Inspectors were sent out Tuesday, when power plants that could generate enough electricity to meet a third of the state’s demand were not running, according to the agency charged with balancing electricity supply and demand. Supplies got so tight Tuesday evening that Gov. Gray Davis turned off the state’s official Christmas tree almost as soon as it was lit. On Wednesday, Sea World in San Diego announced that it would not turn on 2,000 lights strung from its landmark tower.

Power plant owners offered explanations for why their units were not running: overdue maintenance, air pollution rules, installation of pollution control equipment. But state regulators apparently were skeptical, suspecting that some plant owners might be withholding electricity from the market to boost prices.

The California Public Utilities Commission and the California Independent System Operator, the agency that oversees the power grid, sent a dozen inspectors throughout the state to ask questions and get copies of maintenance logs.

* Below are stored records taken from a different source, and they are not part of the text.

//! 配置服务

use std::ffi::OsString;
use std::path::PathBuf;

use konsult_core::{CoreResult, SiteConfig};

/// 覆盖配置文件路径的环境变量
pub const CONFIG_ENV: &str = "KONSULT_CONFIG";

/// 配置服务 trait
pub trait ConfigService: Send + Sync {
    /// 加载配置
    fn load(&self) -> CoreResult<SiteConfig>;
}

/// 本地 JSON 配置服务
pub struct FileConfigService {
    path: PathBuf,
}

impl FileConfigService {
    pub fn new(path: impl Into<PathBuf>) -> Self {
        Self { path: path.into() }
    }

    /// 使用 `KONSULT_CONFIG` 或默认配置目录
    pub fn from_env() -> Self {
        Self::new(resolve_config_path(std::env::var_os(CONFIG_ENV)))
    }

    pub fn path(&self) -> &PathBuf {
        &self.path
    }
}

impl ConfigService for FileConfigService {
    fn load(&self) -> CoreResult<SiteConfig> {
        SiteConfig::load(&self.path)
    }
}

/// 获取配置目录路径
fn config_dir() -> PathBuf {
    dirs::config_dir()
        .unwrap_or_else(|| PathBuf::from("."))
        .join("konsult")
}

/// 环境变量优先，其次为 `<config_dir>/konsult/config.json`
fn resolve_config_path(override_path: Option<OsString>) -> PathBuf {
    match override_path {
        Some(path) if !path.is_empty() => PathBuf::from(path),
        _ => config_dir().join("config.json"),
    }
}
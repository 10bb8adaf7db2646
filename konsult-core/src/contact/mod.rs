//! Contact form
//!
//! ```text
//!  CaptchaWidget ── verified / cleared ──▶ ContactFlow ── PendingSubmission ──▶ ContactSubmitter
//!  (TestCaptcha) ◀──────── reset ───────── form, status ◀─ SubmissionOutcome ── (Simulated / Http)
//! ```

mod captcha;
mod flow;
mod form;
mod status;
mod submitter;

pub use captcha::{
    CaptchaEvent, CaptchaEvents, CaptchaWidget, TestCaptcha, DEFAULT_TOKEN_TTL, TEST_SITE_KEY,
};
pub use flow::{
    ContactFlow, EmailReveal, PendingSubmission, SubmissionOutcome, SubmissionTicket,
    SubmitAttempt,
};
pub use form::{ContactForm, ContactPayload, FieldIssue, FormField};
pub use status::SubmissionStatus;
pub use submitter::{build_submitter, ContactSubmitter, HttpSubmitter, SimulatedSubmitter};
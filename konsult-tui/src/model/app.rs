//! 应用主状态结构

use konsult_core::contact::TestCaptcha;
use konsult_core::{LanguageProvider, NavigationState, Route, SiteConfig};

use super::{ContactPage, FocusPanel, NavCursor, PageState};
use crate::backend::SubmitService;

/// 窄于此宽度时进入紧凑模式（对应网页的移动端菜单）
pub const COMPACT_WIDTH: u16 = 80;

/// 应用主状态
pub struct App {
    /// 是否应该退出
    pub should_quit: bool,

    /// 当前焦点面板
    pub focus: FocusPanel,

    /// 站点配置
    pub config: SiteConfig,

    /// 语言作用域（整个界面共用一个 Language Context，经 `use_language` 读取）
    pub provider: LanguageProvider,

    /// 路由与紧凑菜单状态
    pub navigation: NavigationState,
    /// 导航栏光标
    pub nav_cursor: NavCursor,

    /// 是否处于紧凑模式
    pub compact: bool,

    /// 静态页面状态
    pub page: PageState,
    /// 联系页面（仅在 Contact 页面时挂载）
    pub contact: Option<ContactPage>,
    next_mount_id: u64,

    /// 是否显示帮助
    pub show_help: bool,

    /// 状态栏消息
    pub status_message: Option<String>,

    /// 后台提交
    pub submit: SubmitService,
}

impl App {
    /// 创建新的应用实例
    pub fn new(config: SiteConfig, submit: SubmitService) -> Self {
        let provider = LanguageProvider::mounted(config.default_language);
        let navigation = NavigationState::new(config.start_path.clone());

        let mut app = Self {
            should_quit: false,
            focus: FocusPanel::Navigation,
            config,
            provider,
            navigation,
            nav_cursor: NavCursor::default(),
            compact: false,
            page: PageState::default(),
            contact: None,
            next_mount_id: 0,
            show_help: false,
            status_message: None,
            submit,
        };

        if let Some(route) = app.navigation.active_route() {
            app.nav_cursor.select_route(route);
        }
        app.sync_contact_mount();
        app
    }

    /// 根据当前页面挂载或卸载联系表单
    pub fn sync_contact_mount(&mut self) {
        let on_contact = self.navigation.page() == Route::Contact;
        match (on_contact, self.contact.is_some()) {
            (true, false) => {
                self.next_mount_id += 1;
                let captcha =
                    TestCaptcha::new(&self.config.captcha_site_key, self.config.captcha_token_ttl());
                self.contact = Some(ContactPage::new(self.next_mount_id, captcha));
                log::debug!("Contact form mounted ({})", self.next_mount_id);
            }
            (false, true) => {
                self.contact = None;
                log::debug!("Contact form unmounted");
            }
            _ => {}
        }
    }

    /// 更新终端宽度
    pub fn set_width(&mut self, width: u16) {
        self.compact = width < COMPACT_WIDTH;
    }

    /// 是否在联系表单中输入（此时字母键作为输入而不是快捷键）
    pub fn is_typing(&self) -> bool {
        self.focus.is_content() && self.contact.is_some()
    }

    /// 紧凑菜单是否展开
    pub fn is_menu_open(&self) -> bool {
        self.compact && self.navigation.is_menu_open()
    }

    /// 设置状态消息
    pub fn set_status(&mut self, message: impl Into<String>) {
        self.status_message = Some(message.into());
    }

    /// 清除状态消息
    pub fn clear_status(&mut self) {
        self.status_message = None;
    }
}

The information will be given to the PUC, which will decide whether to make it public, said PUC energy division director Paul Clanon.

One PUC worker showed up at 9:30 p.m. Tuesday, unannounced, at the gate of Reliant Energy’s power plant in Oxnard. He asked for proof that the company was making the mechanical repairs it reported, said Richard Wheatley, spokesman for the Houston-based company.

Wheatley said the inspector told plant workers that Gov. Davis is investigating whether power plant owners are holding back production to manipulate the market.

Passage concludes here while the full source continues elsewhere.